■ **What you should do**
Below this line is a set of entries; quote exactly the lines from the line that contains "let timeline = sched::schedule(&request.processes, algorithm)" to the line that contains "an invariant-violating timeline.", both lines included.

[Opening Task input section]

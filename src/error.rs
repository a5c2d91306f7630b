//! Structured error types for kairos.
//!
//! All fallible public APIs return `Result<T, KairosError>`. Input
//! problems are rejected before any scheduling work begins, so a failed
//! call never leaves a partially built timeline behind.

use crate::process::ProcessId;

/// The top-level error type for the scheduling engine.
#[derive(Debug, Clone, PartialEq, Eq)]
#[cfg_attr(feature = "serialize", derive(serde::Serialize, serde::Deserialize))]
pub enum KairosError {
    // ── Input validation ──────────────────────────────────

    /// The process set is empty.
    EmptyProcessSet,

    /// Two processes share the same ID.
    DuplicateProcessId(ProcessId),

    /// A process demands zero CPU time.
    ZeroExecTime(ProcessId),

    /// An event offset is at or past the process's total demand.
    EventOutOfRange {
        process: ProcessId,
        offset: u64,
        exec_time: u64,
    },

    /// A process's event list is not sorted by offset.
    UnsortedEvents(ProcessId),

    // ── Algorithm parameters ──────────────────────────────

    /// Round Robin was selected without a quantum.
    MissingQuantum,

    /// Round Robin was given a zero quantum.
    ZeroQuantum,

    /// Multilevel was selected without a level count, or with zero.
    InvalidLevelCount,

    /// Multilevel was selected without a usage limit, or with zero.
    InvalidUsageLimit,

    // ── Serialization boundary ────────────────────────────

    /// An algorithm identifier did not match any known algorithm.
    /// Only surfaced by strict parsing; the lenient path falls back
    /// to FCFS instead.
    UnknownAlgorithm(String),

    // ── Timeline verification ─────────────────────────────

    /// A timeline (typically a remote result) violates the structural
    /// invariants: ordering, non-overlap, duration sums, or arrivals.
    TimelineViolation(String),
}

impl std::fmt::Display for KairosError {
    fn fmt(&self, f: &mut std::fmt::Formatter<'_>) -> std::fmt::Result {
        match self {
            KairosError::EmptyProcessSet => write!(f, "process set is empty"),
            KairosError::DuplicateProcessId(id) => {
                write!(f, "duplicate process id {}", id)
            }
            KairosError::ZeroExecTime(id) => {
                write!(f, "process {} has zero execution time", id)
            }
            KairosError::EventOutOfRange { process, offset, exec_time } => write!(
                f,
                "process {} has an event at offset {} but only executes {} ticks",
                process, offset, exec_time
            ),
            KairosError::UnsortedEvents(id) => {
                write!(f, "process {} has events out of offset order", id)
            }
            KairosError::MissingQuantum => {
                write!(f, "round robin requires a quantum")
            }
            KairosError::ZeroQuantum => {
                write!(f, "round robin quantum must be positive")
            }
            KairosError::InvalidLevelCount => {
                write!(f, "multilevel requires a positive level count")
            }
            KairosError::InvalidUsageLimit => {
                write!(f, "multilevel requires a positive usage limit")
            }
            KairosError::UnknownAlgorithm(id) => {
                write!(f, "unknown algorithm id {:?}", id)
            }
            KairosError::TimelineViolation(msg) => {
                write!(f, "timeline invariant violated: {}", msg)
            }
        }
    }
}

impl std::error::Error for KairosError {}

/// Convenience alias for `Result<T, KairosError>`.
pub type KairosResult<T> = Result<T, KairosError>;

#[cfg(test)]
mod tests {
    use super::*;
    use crate::process::ProcessId;

    #[test]
    fn test_error_display_empty_set() {
        let e = KairosError::EmptyProcessSet;
        assert_eq!(e.to_string(), "process set is empty");
    }

    #[test]
    fn test_error_display_event_out_of_range() {
        let e = KairosError::EventOutOfRange {
            process: ProcessId::new(2),
            offset: 9,
            exec_time: 5,
        };
        let s = e.to_string();
        assert!(s.contains("P2"));
        assert!(s.contains("offset 9"));
    }

    #[test]
    fn test_error_display_unknown_algorithm() {
        let e = KairosError::UnknownAlgorithm("LIFO".into());
        assert!(e.to_string().contains("LIFO"));
    }

    #[test]
    fn test_error_is_std_error() {
        let e: Box<dyn std::error::Error> = Box::new(KairosError::MissingQuantum);
        assert!(!e.to_string().is_empty());
    }

    #[test]
    fn test_kairos_result_ok() {
        let r: KairosResult<u32> = Ok(42);
        assert_eq!(r.unwrap(), 42);
    }

    #[test]
    fn test_kairos_result_err() {
        let r: KairosResult<u32> = Err(KairosError::ZeroQuantum);
        assert!(r.is_err());
    }
}
use kairos::{catalog, correlate, project, schedule, Algorithm, Process, Timeline};

fn main() {
    println!("═══════════════════════════════════════════════════════");
    println!("  Kairos — Deterministic CPU Scheduling Simulator");
    println!("═══════════════════════════════════════════════════════");
    println!();

    let processes = vec![
        Process::new(1, 0, 7)
            .with_event(1, "load data from memory")
            .with_event(5, "write to cache"),
        Process::new(2, 1, 4).with_priority(1).with_event(2, "compare values"),
        Process::new(3, 2, 8).with_priority(2),
        Process::new(4, 3, 5).with_priority(0),
    ];

    let algorithms = [
        Algorithm::Fcfs,
        Algorithm::Sjf,
        Algorithm::PriorityPreemptive,
        Algorithm::PriorityNonPreemptive,
        Algorithm::RoundRobin { quantum: 4 },
        Algorithm::Multilevel { levels: 3, usage_limit: 2 },
    ];

    println!("  {} selectable algorithms in the catalog", catalog().len());
    println!();

    for algorithm in algorithms {
        match schedule(&processes, algorithm) {
            Ok(timeline) => print_run(algorithm, &processes, &timeline),
            Err(e) => println!("  {}: failed — {}", algorithm, e),
        }
    }

    // ── Determinism check: two independent runs must agree ────
    let run1 = schedule(&processes, Algorithm::RoundRobin { quantum: 4 }).unwrap();
    let run2 = schedule(&processes, Algorithm::RoundRobin { quantum: 4 }).unwrap();
    println!("  Verification:");
    if run1 == run2 {
        println!("    ✓ Timelines are IDENTICAL — deterministic scheduling confirmed.");
    } else {
        println!("    ✗ MISMATCH — determinism violation detected!");
    }
}

fn print_run(algorithm: Algorithm, processes: &[Process], timeline: &Timeline) {
    println!("  {}", algorithm);

    for process in processes {
        println!("    {:>3} │{}│", process.id.to_string(), gantt_row(timeline, process));
    }

    let total = timeline.total_time();
    let projection = project(timeline, processes, total);
    println!(
        "    total {} · cpu {:.1}% · throughput {:.3}/tick",
        total,
        projection.metrics.cpu_utilization * 100.0,
        projection.metrics.throughput,
    );
    println!(
        "    avg waiting {:.2} · avg turnaround {:.2} · avg response {:.2}",
        projection.metrics.avg_waiting,
        projection.metrics.avg_turnaround,
        projection.metrics.avg_response,
    );

    for process in processes {
        for event in correlate(process, timeline) {
            if let Some(at) = event.at {
                println!("    event {} @ {}: {}", process.id, at, event.label);
            }
        }
    }
    println!();
}

fn gantt_row(timeline: &Timeline, process: &Process) -> String {
    let total = timeline.total_time().ticks();
    (0..total)
        .map(|t| {
            let covered = timeline
                .slices_for(process.id)
                .any(|s| s.start.ticks() <= t && t < s.end.ticks());
            if covered {
                '█'
            } else {
                '·'
            }
        })
        .collect()
}
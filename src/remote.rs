//! Remote scheduling boundary with deterministic local fallback.
//!
//! The actual transport (HTTP client, IPC, whatever) lives outside the
//! core; this module fixes the contract it must satisfy: the same input
//! shape as the local scheduler, a response that passes the full
//! [`Timeline`] invariant check, and — on *any* failure — a fallback to
//! the local pure scheduler. Local and remote results are contractually
//! interchangeable, so callers never need to know which side computed
//! their timeline beyond the reported [`ScheduleSource`].

use crate::algorithm::Algorithm;
use crate::error::{KairosError, KairosResult};
use crate::process::{validate_processes, Process};
use crate::sched;
use crate::timeline::{Slice, Timeline};

// ── TransportError ────────────────────────────────────────────────────

/// Why a remote submission failed. Never fatal to the simulation — the
/// fallback combinator recovers every variant.
#[derive(Debug, Clone, PartialEq)]
#[cfg_attr(feature = "serialize", derive(serde::Serialize, serde::Deserialize))]
pub enum TransportError {
    /// No response within the transport's deadline.
    Timeout { after_ms: u64 },
    /// Connection-level failure (DNS, refused, reset).
    Connection(String),
    /// The remote answered with a non-success status.
    Status(u16),
    /// The response arrived but could not be decoded.
    MalformedResponse(String),
}

impl std::fmt::Display for TransportError {
    fn fmt(&self, f: &mut std::fmt::Formatter<'_>) -> std::fmt::Result {
        match self {
            TransportError::Timeout { after_ms } => {
                write!(f, "remote scheduler timed out after {}ms", after_ms)
            }
            TransportError::Connection(msg) => write!(f, "connection failed: {}", msg),
            TransportError::Status(code) => write!(f, "remote returned status {}", code),
            TransportError::MalformedResponse(msg) => {
                write!(f, "malformed response: {}", msg)
            }
        }
    }
}

impl std::error::Error for TransportError {}

// ── Wire shapes ───────────────────────────────────────────────────────

/// The request submitted to a remote scheduler — exactly the local
/// scheduler's input, flattened to wire-friendly fields.
#[derive(Debug, Clone, PartialEq)]
#[cfg_attr(feature = "serialize", derive(serde::Serialize, serde::Deserialize))]
pub struct ScheduleRequest {
    pub processes: Vec<Process>,
    /// Canonical algorithm identifier.
    pub algorithm: String,
    pub quantum: Option<u64>,
    pub levels: Option<usize>,
    pub usage_limit: Option<u32>,
}

impl ScheduleRequest {
    pub fn new(processes: &[Process], algorithm: Algorithm) -> Self {
        let (quantum, levels, usage_limit) = match algorithm {
            Algorithm::RoundRobin { quantum } => (Some(quantum), None, None),
            Algorithm::Multilevel { levels, usage_limit } => {
                (None, Some(levels), Some(usage_limit))
            }
            _ => (None, None, None),
        };
        ScheduleRequest {
            processes: processes.to_vec(),
            algorithm: algorithm.id().to_string(),
            quantum,
            levels,
            usage_limit,
        }
    }
}

/// A remote scheduler's answer: the timeline as ordered slice records.
/// Accepted only after passing the full invariant check.
#[derive(Debug, Clone, PartialEq)]
#[cfg_attr(feature = "serialize", derive(serde::Serialize, serde::Deserialize))]
pub struct ScheduleResponse {
    pub slices: Vec<Slice>,
}

// ── Transport ─────────────────────────────────────────────────────────

/// The boundary a transport implementation must satisfy.
///
/// Implementations own their timeout policy; a blocking transport must
/// give up on its own and return [`TransportError::Timeout`] rather
/// than stall the caller indefinitely.
pub trait ScheduleTransport {
    fn execute(&mut self, request: &ScheduleRequest) -> Result<ScheduleResponse, TransportError>;
}

// ── Fallback combinator ───────────────────────────────────────────────

/// Why the local scheduler was used despite a transport being present.
#[derive(Debug, Clone, PartialEq)]
#[cfg_attr(feature = "serialize", derive(serde::Serialize, serde::Deserialize))]
pub enum FallbackCause {
    /// The transport itself failed.
    Transport(TransportError),
    /// The response decoded but violated a timeline invariant.
    InvalidTimeline(String),
}

/// Which side produced the timeline.
#[derive(Debug, Clone, PartialEq)]
#[cfg_attr(feature = "serialize", derive(serde::Serialize, serde::Deserialize))]
pub enum ScheduleSource {
    /// No transport configured; computed locally.
    Local,
    /// The remote result was accepted.
    Remote,
    /// The remote attempt failed; the local scheduler recovered.
    LocalFallback(FallbackCause),
}

/// The timeline together with its provenance.
#[derive(Debug, Clone, PartialEq)]
pub struct ScheduleOutcome {
    pub timeline: Timeline,
    pub source: ScheduleSource,
}

/// Schedule via the transport when one is given, falling back to the
/// local scheduler on any failure.
///
/// Input validation runs first either way, so an invalid process set is
/// rejected identically whether or not a transport is configured —
/// remote submission never launders bad input.
pub fn schedule_with_fallback(
    processes: &[Process],
    algorithm: Algorithm,
    transport: Option<&mut dyn ScheduleTransport>,
) -> KairosResult<ScheduleOutcome> {
    validate_processes(processes)?;
    sched::validate_parameters(algorithm)?;

    let Some(transport) = transport else {
        let timeline = sched::schedule(processes, algorithm)?;
        return Ok(ScheduleOutcome {
            timeline,
            source: ScheduleSource::Local,
        });
    };

    let request = ScheduleRequest::new(processes, algorithm);
    let cause = match transport.execute(&request) {
        Ok(response) => match Timeline::from_slices(response.slices, processes) {
            Ok(timeline) => {
                return Ok(ScheduleOutcome {
                    timeline,
                    source: ScheduleSource::Remote,
                })
            }
            Err(KairosError::TimelineViolation(msg)) => FallbackCause::InvalidTimeline(msg),
            Err(other) => return Err(other),
        },
        Err(error) => FallbackCause::Transport(error),
    };

    let timeline = sched::schedule(processes, algorithm)?;
    Ok(ScheduleOutcome {
        timeline,
        source: ScheduleSource::LocalFallback(cause),
    })
}

#[cfg(test)]
mod tests {
    use super::*;
    use crate::process::ProcessId;

    /// A well-behaved remote: computes the same pure schedule.
    struct CompliantTransport;

    impl ScheduleTransport for CompliantTransport {
        fn execute(
            &mut self,
            request: &ScheduleRequest,
        ) -> Result<ScheduleResponse, TransportError> {
            let algorithm = crate::algorithm::Algorithm::from_id(
                &request.algorithm,
                crate::algorithm::AlgorithmParams {
                    quantum: request.quantum,
                    levels: request.levels,
                    usage_limit: request.usage_limit,
                },
            )
            .map_err(|e| TransportError::MalformedResponse(e.to_string()))?;
            let timeline = sched::schedule(&request.processes, algorithm)
                .map_err(|e| TransportError::MalformedResponse(e.to_string()))?;
            Ok(ScheduleResponse {
                slices: timeline.slices().to_vec(),
            })
        }
    }

    /// A remote that never answers in time.
    struct DeadTransport;

    impl ScheduleTransport for DeadTransport {
        fn execute(&mut self, _: &ScheduleRequest) -> Result<ScheduleResponse, TransportError> {
            Err(TransportError::Timeout { after_ms: 5000 })
        }
    }

    /// A remote that answers with an invariant-violating timeline.
    struct CorruptTransport;

    impl ScheduleTransport for CorruptTransport {
        fn execute(&mut self, _: &ScheduleRequest) -> Result<ScheduleResponse, TransportError> {
            Ok(ScheduleResponse {
                slices: vec![
                    Slice::new(ProcessId::new(1), 0, 4),
                    Slice::new(ProcessId::new(2), 2, 6),
                ],
            })
        }
    }

    fn processes() -> Vec<Process> {
        vec![Process::new(1, 0, 4), Process::new(2, 1, 3)]
    }

    #[test]
    fn test_no_transport_computes_locally() {
        let outcome =
            schedule_with_fallback(&processes(), Algorithm::Fcfs, None).unwrap();
        assert_eq!(outcome.source, ScheduleSource::Local);
        assert_eq!(outcome.timeline.total_time().ticks(), 7);
    }

    #[test]
    fn test_compliant_remote_accepted() {
        let mut transport = CompliantTransport;
        let outcome =
            schedule_with_fallback(&processes(), Algorithm::Fcfs, Some(&mut transport))
                .unwrap();
        assert_eq!(outcome.source, ScheduleSource::Remote);
    }

    #[test]
    fn test_remote_and_local_results_interchangeable() {
        let mut transport = CompliantTransport;
        let remote =
            schedule_with_fallback(&processes(), Algorithm::RoundRobin { quantum: 2 }, Some(&mut transport))
                .unwrap();
        let local =
            schedule_with_fallback(&processes(), Algorithm::RoundRobin { quantum: 2 }, None)
                .unwrap();
        assert_eq!(remote.timeline, local.timeline);
    }

    #[test]
    fn test_timeout_falls_back_to_local() {
        let mut transport = DeadTransport;
        let outcome =
            schedule_with_fallback(&processes(), Algorithm::Fcfs, Some(&mut transport))
                .unwrap();
        assert_eq!(
            outcome.source,
            ScheduleSource::LocalFallback(FallbackCause::Transport(TransportError::Timeout {
                after_ms: 5000
            }))
        );
        // The fallback timeline equals a pure local run.
        let local = sched::schedule(&processes(), Algorithm::Fcfs).unwrap();
        assert_eq!(outcome.timeline, local);
    }

    #[test]
    fn test_invalid_remote_timeline_falls_back() {
        let mut transport = CorruptTransport;
        let outcome =
            schedule_with_fallback(&processes(), Algorithm::Fcfs, Some(&mut transport))
                .unwrap();
        assert!(matches!(
            outcome.source,
            ScheduleSource::LocalFallback(FallbackCause::InvalidTimeline(_))
        ));
        let local = sched::schedule(&processes(), Algorithm::Fcfs).unwrap();
        assert_eq!(outcome.timeline, local);
    }

    #[test]
    fn test_invalid_input_rejected_before_submission() {
        // An empty set must fail identically with or without a
        // transport; the remote never sees it.
        let mut transport = CompliantTransport;
        assert_eq!(
            schedule_with_fallback(&[], Algorithm::Fcfs, Some(&mut transport)),
            Err(KairosError::EmptyProcessSet)
        );
    }

    #[test]
    fn test_invalid_parameters_rejected_before_submission() {
        let mut transport = CompliantTransport;
        assert_eq!(
            schedule_with_fallback(
                &processes(),
                Algorithm::RoundRobin { quantum: 0 },
                Some(&mut transport)
            ),
            Err(KairosError::ZeroQuantum)
        );
    }

    #[test]
    fn test_request_carries_algorithm_parameters() {
        let request =
            ScheduleRequest::new(&processes(), Algorithm::RoundRobin { quantum: 4 });
        assert_eq!(request.algorithm, "Round Robin");
        assert_eq!(request.quantum, Some(4));

        let request = ScheduleRequest::new(
            &processes(),
            Algorithm::Multilevel { levels: 3, usage_limit: 2 },
        );
        assert_eq!(request.levels, Some(3));
        assert_eq!(request.usage_limit, Some(2));
    }
}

[Closing Task input section]

■ **Solution to the exercise**
            let timeline = sched::schedule(&request.processes, algorithm)
                .map_err(|e| TransportError::MalformedResponse(e.to_string()))?;
            Ok(ScheduleResponse {
                slices: timeline.slices().to_vec(),
            })
        }
    }

    /// A remote that never answers in time.
    struct DeadTransport;

    impl ScheduleTransport for DeadTransport {
        fn execute(&mut self, _: &ScheduleRequest) -> Result<ScheduleResponse, TransportError> {
            Err(TransportError::Timeout { after_ms: 5000 })
        }
    }

    /// A remote that answers with an invariant-violating timeline.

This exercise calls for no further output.